Abstract

Two Arabidopsis thaliana genes (HCC1 and HCC2), resulting from a duplication that took place before the emergence of flowering plants, encode proteins with homology to the SCO proteins involved in copper insertion during cytochrome c oxidase (COX) assembly in other organisms. Heterozygote HCC1 mutant plants produce 25% abnormal seeds with defective embryos arrested at the heart or torpedo stage. These embryos lack COX activity, suggesting that the requirement of HCC1 during the early stages of plant development is related with its COX assembly function. Homozygote HCC2 mutant plants develop normally and do not show changes in COX2 levels.
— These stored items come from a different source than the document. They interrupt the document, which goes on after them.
//! Customer accounts: sign-up, password sign-in and profile lookup.
//!
//! Email and password accounts hashed with Argon2id. Phone sign-in lives in
//! [`super::otp`].

mod error;

pub use error::AuthError;

use argon2::{
    Argon2,
    password_hash::{PasswordHash, PasswordHasher, PasswordVerifier, SaltString, rand_core::OsRng},
};
use sqlx::PgPool;

use patra_core::{Email, Phone, UserId};

use crate::db::RepositoryError;
use crate::db::profiles::ProfileRepository;
use crate::models::Profile;

const MIN_PASSWORD_LENGTH: usize = 8;

/// Registration form, already deserialized.
#[derive(Debug, Clone, Copy)]
pub struct Registration<'a> {
    pub email: &'a str,
    pub password: &'a str,
    pub full_name: Option<&'a str>,
    pub phone: Option<&'a str>,
}

/// Account operations over the `shop.profile` and `shop.user_password` tables.
pub struct AuthService<'a> {
    profiles: ProfileRepository<'a>,
}

impl<'a> AuthService<'a> {
    #[must_use]
    pub const fn new(pool: &'a PgPool) -> Self {
        Self {
            profiles: ProfileRepository::new(pool),
        }
    }

    /// Register a new customer with email and password.
    ///
    /// # Errors
    ///
    /// Returns `AuthError::InvalidEmail` or `AuthError::InvalidPhone` for bad input.
    /// Returns `AuthError::WeakPassword` for passwords under eight characters.
    /// Returns `AuthError::UserAlreadyExists` if the email or phone is taken.
    pub async fn register(&self, form: Registration<'_>) -> Result<Profile, AuthError> {
        let email = Email::parse(form.email)?;
        let phone = form
            .phone
            .map(str::trim)
            .filter(|p| !p.is_empty())
            .map(Phone::parse)
            .transpose()?;
        let full_name = form.full_name.map(str::trim).filter(|n| !n.is_empty());

        validate_password(form.password)?;
        let password_hash = hash_password(form.password)?;

        self.profiles
            .create_with_password(&email, full_name, phone.as_ref(), &password_hash)
            .await
            .map_err(|e| match e {
                RepositoryError::Conflict(_) => AuthError::UserAlreadyExists,
                other => AuthError::Repository(other),
            })
    }

    /// Check an email and password pair.
    ///
    /// # Errors
    ///
    /// Returns `AuthError::InvalidCredentials` for an unknown email, a
    /// phone-only account or a wrong password.
    pub async fn login(&self, email: &str, password: &str) -> Result<Profile, AuthError> {
        // A malformed email is reported the same as an unknown one.
        let email = Email::parse(email).map_err(|_| AuthError::InvalidCredentials)?;

        let (profile, password_hash) = self
            .profiles
            .get_password_hash(&email)
            .await?
            .ok_or(AuthError::InvalidCredentials)?;

        verify_password(password, &password_hash)?;

        Ok(profile)
    }

    /// Get a profile by ID.
    ///
    /// # Errors
    ///
    /// Returns `AuthError::UserNotFound` if the profile doesn't exist.
    pub async fn get_user(&self, user_id: UserId) -> Result<Profile, AuthError> {
        self.profiles
            .get_by_id(user_id)
            .await?
            .ok_or(AuthError::UserNotFound)
    }
}

fn validate_password(password: &str) -> Result<(), AuthError> {
    if password.chars().count() < MIN_PASSWORD_LENGTH {
        return Err(AuthError::WeakPassword(format!(
            "password must be at least {MIN_PASSWORD_LENGTH} characters"
        )));
    }
    Ok(())
}

/// Argon2id PHC string with a fresh salt. Also used by `patra-cli admin create`.
///
/// # Errors
///
/// Returns `AuthError::PasswordHash` if hashing fails.
pub fn hash_password(password: &str) -> Result<String, AuthError> {
    let salt = SaltString::generate(&mut OsRng);

    Argon2::default()
        .hash_password(password.as_bytes(), &salt)
        .map(|hash| hash.to_string())
        .map_err(|_| AuthError::PasswordHash)
}

/// Verify a password against a stored hash.
fn verify_password(password: &str, hash: &str) -> Result<(), AuthError> {
    let parsed_hash = PasswordHash::new(hash).map_err(|_| AuthError::InvalidCredentials)?;

    Argon2::default()
        .verify_password(password.as_bytes(), &parsed_hash)
        .map_err(|_| AuthError::InvalidCredentials)
}

#[cfg(test)]
#[allow(clippy::unwrap_used)]
mod tests {
    use super::*;

    #[test]
    fn test_hash_then_verify() {
        let hash = hash_password("kansa-thali-42").unwrap();
        assert!(hash.starts_with("$argon2id$"));
        assert!(verify_password("kansa-thali-42", &hash).is_ok());
        assert!(matches!(
            verify_password("kansa-thali-43", &hash),
            Err(AuthError::InvalidCredentials)
        ));
    }

    #[test]
    fn test_hashes_are_salted() {
        assert_ne!(hash_password("same-password").unwrap(), hash_password("same-password").unwrap());
    }

    #[test]
    fn test_garbage_hash_is_invalid_credentials() {
        assert!(matches!(
            verify_password("whatever1", "not-a-phc-string"),
            Err(AuthError::InvalidCredentials)
        ));
    }

    #[test]
    fn test_password_length() {
        assert!(matches!(
            validate_password("short"),
            Err(AuthError::WeakPassword(_))
        ));
        assert!(validate_password("exactly8").is_ok());
    }

    #[test]
    fn test_credentials_message() {
        assert_eq!(
            AuthError::InvalidCredentials.to_string(),
            "Invalid email or password"
        );
    }
}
These plants display increased sensitivity of root growth to increased copper and a higher expression of miR398 and other genes that respond to copper limitation, in spite of the fact that they have a higher copper content than the wild type. HCC2 mutant plants also show increased expression of stress-responsive genes. The results suggest that HCC1 is the protein involved in COX biogenesis and that HCC2, that lacks the cysteines and histidine putatively involved in copper binding, functions in copper sensing and redox homeostasis. In addition, plants that overexpress HCC1 have an altered response of root elongation to changes in copper in the growth medium and increased expression of two low-copper-responsive genes, suggesting that HCC1 may also have a role in copper homeostasis.